Dataset entries:
• • • • • • •
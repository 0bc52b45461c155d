//! config.rs
//! Acquisition configuration: bias and timing settings, trigger setup,
//! the 18 named DACs and the per-pixel mask words uploaded to the chip.
//! Values are fixed per run; the header writer prints them verbatim.

use std::path::Path;
use std::time::Duration;

use thiserror::Error;

use crate::settings::CHIP_AREA;

/// Bytes expected in the binary pixel-mask file.
pub const PIXEL_CONFIG_BYTES: usize = CHIP_AREA;
/// 32-bit words in the unpacked pixel configuration.
pub const PIXEL_CONFIG_WORDS: usize = PIXEL_CONFIG_BYTES / 4;

#[derive(Debug, Error)]
pub enum ConfigError {
    #[error("failed to read pixel mask {path}: {source}")]
    MaskRead {
        path: String,
        source: std::io::Error,
    },
    #[error("pixel mask {path} has {actual} bytes (expected {expected})")]
    MaskSize {
        path: String,
        expected: usize,
        actual: usize,
    },
}

/// Readout clock phase.
#[allow(dead_code)]
#[derive(Debug, Clone, Copy, PartialEq, Eq)]
pub enum Phase {
    P1,
    P2,
    P4,
    P8,
    P16,
}

impl Phase {
    pub fn name(self) -> &'static str {
        match self {
            Phase::P1 => "p1",
            Phase::P2 => "p2",
            Phase::P4 => "p4",
            Phase::P8 => "p8",
            Phase::P16 => "p16",
        }
    }
}

/// Readout clock frequency.
#[allow(dead_code)]
#[derive(Debug, Clone, Copy, PartialEq, Eq)]
pub enum Freq {
    F40,
    F80,
    F160,
}

impl Freq {
    pub fn name(self) -> &'static str {
        match self {
            Freq::F40 => "40 MHz",
            Freq::F80 => "80 MHz",
            Freq::F160 => "160 MHz",
        }
    }
}

/// External trigger routing. Disabled on both edges for data-driven runs.
#[derive(Debug, Clone, Copy, PartialEq, Eq)]
pub struct Trigger {
    pub enabled: bool,
    pub channel: u8,
    pub use_falling_edge: bool,
}

pub const NO_TRIGGER: Trigger = Trigger {
    enabled: false,
    channel: 0,
    use_falling_edge: false,
};

impl Trigger {
    pub fn name(self) -> String {
        if !self.enabled {
            return "none".to_string();
        }
        format!(
            "channel {} ({} edge)",
            self.channel,
            if self.use_falling_edge { "falling" } else { "rising" }
        )
    }
}

/// The 18 named chip DACs.
#[derive(Debug, Clone, Copy, PartialEq, Eq)]
pub struct Dacs {
    pub ibias_preamp_on: u16,
    pub ibias_preamp_off: u16,
    pub vpreamp_ncas: u16,
    pub ibias_ikrum: u16,
    pub vfbk: u16,
    pub vthreshold_fine: u16,
    pub vthreshold_coarse: u16,
    pub ibias_discs1_on: u16,
    pub ibias_discs1_off: u16,
    pub ibias_discs2_on: u16,
    pub ibias_discs2_off: u16,
    pub ibias_pixeldac: u16,
    pub ibias_tpbuffer_in: u16,
    pub ibias_tpbuffer_out: u16,
    pub vtp_coarse: u16,
    pub vtp_fine: u16,
    pub ibias_cp_pll: u16,
    pub pll_vcntrl: u16,
}

impl Dacs {
    /// Tuning used for every run on this sensor.
    pub fn hardpix_defaults() -> Self {
        Self {
            ibias_preamp_on: 32,
            ibias_preamp_off: 8,
            vpreamp_ncas: 128,
            ibias_ikrum: 15,
            vfbk: 164,
            vthreshold_fine: 378,
            vthreshold_coarse: 7,
            ibias_discs1_on: 32,
            ibias_discs1_off: 8,
            ibias_discs2_on: 32,
            ibias_discs2_off: 8,
            ibias_pixeldac: 60,
            ibias_tpbuffer_in: 128,
            ibias_tpbuffer_out: 128,
            vtp_coarse: 0,
            vtp_fine: 0,
            ibias_cp_pll: 128,
            pll_vcntrl: 128,
        }
    }

    /// The DACs with their device names, in upload order.
    pub fn named(&self) -> [(&'static str, u16); 18] {
        [
            ("Ibias_Preamp_ON", self.ibias_preamp_on),
            ("Ibias_Preamp_OFF", self.ibias_preamp_off),
            ("VPReamp_NCAS", self.vpreamp_ncas),
            ("Ibias_Ikrum", self.ibias_ikrum),
            ("Vfbk", self.vfbk),
            ("Vthreshold_fine", self.vthreshold_fine),
            ("Vthreshold_coarse", self.vthreshold_coarse),
            ("Ibias_DiscS1_ON", self.ibias_discs1_on),
            ("Ibias_DiscS1_OFF", self.ibias_discs1_off),
            ("Ibias_DiscS2_ON", self.ibias_discs2_on),
            ("Ibias_DiscS2_OFF", self.ibias_discs2_off),
            ("Ibias_PixelDAC", self.ibias_pixeldac),
            ("Ibias_TPbufferIn", self.ibias_tpbuffer_in),
            ("Ibias_TPbufferOut", self.ibias_tpbuffer_out),
            ("VTP_coarse", self.vtp_coarse),
            ("VTP_fine", self.vtp_fine),
            ("Ibias_CP_PLL", self.ibias_cp_pll),
            ("PLL_Vcntrl", self.pll_vcntrl),
        ]
    }
}

/// Per-pixel mask/threshold words from the `.bmc` file.
#[derive(Debug, Clone)]
pub struct PixelConfig {
    words: Vec<u32>,
}

impl PixelConfig {
    pub fn load_bmc(path: &Path) -> Result<Self, ConfigError> {
        let bytes = std::fs::read(path).map_err(|source| ConfigError::MaskRead {
            path: path.display().to_string(),
            source,
        })?;
        if bytes.len() != PIXEL_CONFIG_BYTES {
            return Err(ConfigError::MaskSize {
                path: path.display().to_string(),
                expected: PIXEL_CONFIG_BYTES,
                actual: bytes.len(),
            });
        }

        let words = bytes
            .chunks_exact(4)
            .map(|c| u32::from_le_bytes([c[0], c[1], c[2], c[3]]))
            .collect();
        Ok(Self { words })
    }

    pub fn word(&self, index: usize) -> u32 {
        self.words[index]
    }

    pub fn words(&self) -> &[u32] {
        &self.words
    }
}

#[derive(Debug, Clone)]
pub struct AcqConfig {
    pub bias_id: u8,
    pub acq_time: Duration,
    pub no_frames: u32,
    pub bias: f32,
    pub delayed_start: bool,
    pub start_trigger: Trigger,
    pub stop_trigger: Trigger,
    pub gray_disable: bool,
    pub polarity_holes: bool,
    pub phase: Phase,
    pub freq: Freq,
    pub dacs: Dacs,
    pub pixel_config: PixelConfig,
}

impl AcqConfig {
    /// The fixed tuning for this sensor, with the run-specific
    /// acquisition time and the pixel mask loaded from disk.
    pub fn hardpix_defaults(acq_time_secs: u64, pixel_config: PixelConfig) -> Self {
        Self {
            bias_id: 0,
            acq_time: Duration::from_secs(acq_time_secs),
            no_frames: 1,
            bias: 0.0,
            delayed_start: false,
            start_trigger: NO_TRIGGER,
            stop_trigger: NO_TRIGGER,
            gray_disable: false,
            polarity_holes: true,
            phase: Phase::P1,
            freq: Freq::F40,
            dacs: Dacs::hardpix_defaults(),
            pixel_config,
        }
    }
}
• • • • • • •
Every entry should be retyped exactly as shown.

repository 0bc52b45461c155d
//! config.rs
//! Acquisition configuration: bias and timing settings, trigger setup,
//! the 18 named DACs and the per-pixel mask words uploaded to the chip.
//! Values are fixed per run; the header writer prints them verbatim.

use std::path::Path;
use std::time::Duration;

use thiserror::Error;

use crate::settings::CHIP_AREA;

/// Bytes expected in the binary pixel-mask file.
pub const PIXEL_CONFIG_BYTES: usize = CHIP_AREA;
/// 32-bit words in the unpacked pixel configuration.
pub const PIXEL_CONFIG_WORDS: usize = PIXEL_CONFIG_BYTES / 4;

#[derive(Debug, Error)]
pub enum ConfigError {
    #[error("failed to read pixel mask {path}: {source}")]
    MaskRead {
        path: String,
        source: std::io::Error,
    },
    #[error("pixel mask {path} has {actual} bytes (expected {expected})")]
    MaskSize {
        path: String,
        expected: usize,
        actual: usize,
    },
}

/// Readout clock phase.
#[allow(dead_code)]
#[derive(Debug, Clone, Copy, PartialEq, Eq)]
pub enum Phase {
    P1,
    P2,
    P4,
    P8,
    P16,
}

impl Phase {
    pub fn name(self) -> &'static str {
        match self {
            Phase::P1 => "p1",
            Phase::P2 => "p2",
            Phase::P4 => "p4",
            Phase::P8 => "p8",
            Phase::P16 => "p16",
        }
    }
}

/// Readout clock frequency.
#[allow(dead_code)]
#[derive(Debug, Clone, Copy, PartialEq, Eq)]
pub enum Freq {
    F40,
    F80,
    F160,
}

impl Freq {
    pub fn name(self) -> &'static str {
        match self {
            Freq::F40 => "40 MHz",
            Freq::F80 => "80 MHz",
            Freq::F160 => "160 MHz",
        }
    }
}

/// External trigger routing. Disabled on both edges for data-driven runs.
#[derive(Debug, Clone, Copy, PartialEq, Eq)]
pub struct Trigger {
    pub enabled: bool,
    pub channel: u8,
    pub use_falling_edge: bool,
}

pub const NO_TRIGGER: Trigger = Trigger {
    enabled: false,
    channel: 0,
    use_falling_edge: false,
};

impl Trigger {
    pub fn name(self) -> String {
        if !self.enabled {
            return "none".to_string();
        }
        format!(
            "channel {} ({} edge)",
            self.channel,
            if self.use_falling_edge { "falling" } else { "rising" }
        )
    }
}

/// The 18 named chip DACs.
#[derive(Debug, Clone, Copy, PartialEq, Eq)]
pub struct Dacs {
    pub ibias_preamp_on: u16,
    pub ibias_preamp_off: u16,
    pub vpreamp_ncas: u16,
    pub ibias_ikrum: u16,
    pub vfbk: u16,
    pub vthreshold_fine: u16,
    pub vthreshold_coarse: u16,
    pub ibias_discs1_on: u16,
    pub ibias_discs1_off: u16,
    pub ibias_discs2_on: u16,
    pub ibias_discs2_off: u16,
    pub ibias_pixeldac: u16,
    pub ibias_tpbuffer_in: u16,
    pub ibias_tpbuffer_out: u16,
    pub vtp_coarse: u16,
    pub vtp_fine: u16,
    pub ibias_cp_pll: u16,
    pub pll_vcntrl: u16,
}

impl Dacs {
    /// Tuning used for every run on this sensor.
    pub fn hardpix_defaults() -> Self {
        Self {
            ibias_preamp_on: 32,
            ibias_preamp_off: 8,
            vpreamp_ncas: 128,
            ibias_ikrum: 15,
            vfbk: 164,
            vthreshold_fine: 378,
            vthreshold_coarse: 7,
            ibias_discs1_on: 32,
            ibias_discs1_off: 8,
            ibias_discs2_on: 32,
            ibias_discs2_off: 8,
            ibias_pixeldac: 60,
            ibias_tpbuffer_in: 128,
            ibias_tpbuffer_out: 128,
            vtp_coarse: 0,
            vtp_fine: 0,
            ibias_cp_pll: 128,
            pll_vcntrl: 128,
        }
    }

    /// The DACs with their device names, in upload order.
    pub fn named(&self) -> [(&'static str, u16); 18] {
        [
            ("Ibias_Preamp_ON", self.ibias_preamp_on),
            ("Ibias_Preamp_OFF", self.ibias_preamp_off),
            ("VPReamp_NCAS", self.vpreamp_ncas),
            ("Ibias_Ikrum", self.ibias_ikrum),
            ("Vfbk", self.vfbk),
            ("Vthreshold_fine", self.vthreshold_fine),
            ("Vthreshold_coarse", self.vthreshold_coarse),
            ("Ibias_DiscS1_ON", self.ibias_discs1_on),
            ("Ibias_DiscS1_OFF", self.ibias_discs1_off),
            ("Ibias_DiscS2_ON", self.ibias_discs2_on),
            ("Ibias_DiscS2_OFF", self.ibias_discs2_off),
            ("Ibias_PixelDAC", self.ibias_pixeldac),
            ("Ibias_TPbufferIn", self.ibias_tpbuffer_in),
            ("Ibias_TPbufferOut", self.ibias_tpbuffer_out),
            ("VTP_coarse", self.vtp_coarse),
            ("VTP_fine", self.vtp_fine),
            ("Ibias_CP_PLL", self.ibias_cp_pll),
            ("PLL_Vcntrl", self.pll_vcntrl),
        ]
    }
}

/// Per-pixel mask/threshold words from the `.bmc` file.
#[derive(Debug, Clone)]
pub struct PixelConfig {
    words: Vec<u32>,
}

impl PixelConfig {
    pub fn load_bmc(path: &Path) -> Result<Self, ConfigError> {
        let bytes = std::fs::read(path).map_err(|source| ConfigError::MaskRead {
            path: path.display().to_string(),
            source,
        })?;
        if bytes.len() != PIXEL_CONFIG_BYTES {
            return Err(ConfigError::MaskSize {
                path: path.display().to_string(),
                expected: PIXEL_CONFIG_BYTES,
                actual: bytes.len(),
            });
        }

        let words = bytes
            .chunks_exact(4)
            .map(|c| u32::from_le_bytes([c[0], c[1], c[2], c[3]]))
            .collect();
        Ok(Self { words })
    }

    pub fn word(&self, index: usize) -> u32 {
        self.words[index]
    }

    pub fn words(&self) -> &[u32] {
        &self.words
    }
}

#[derive(Debug, Clone)]
pub struct AcqConfig {
    pub bias_id: u8,
    pub acq_time: Duration,
    pub no_frames: u32,
    pub bias: f32,
    pub delayed_start: bool,
    pub start_trigger: Trigger,
    pub stop_trigger: Trigger,
    pub gray_disable: bool,
    pub polarity_holes: bool,
    pub phase: Phase,
    pub freq: Freq,
    pub dacs: Dacs,
    pub pixel_config: PixelConfig,
}

impl AcqConfig {
    /// The fixed tuning for this sensor, with the run-specific
    /// acquisition time and the pixel mask loaded from disk.
    pub fn hardpix_defaults(acq_time_secs: u64, pixel_config: PixelConfig) -> Self {
        Self {
            bias_id: 0,
            acq_time: Duration::from_secs(acq_time_secs),
            no_frames: 1,
            bias: 0.0,
            delayed_start: false,
            start_trigger: NO_TRIGGER,
            stop_trigger: NO_TRIGGER,
            gray_disable: false,
            polarity_holes: true,
            phase: Phase::P1,
            freq: Freq::F40,
            dacs: Dacs::hardpix_defaults(),
            pixel_config,
        }
    }
}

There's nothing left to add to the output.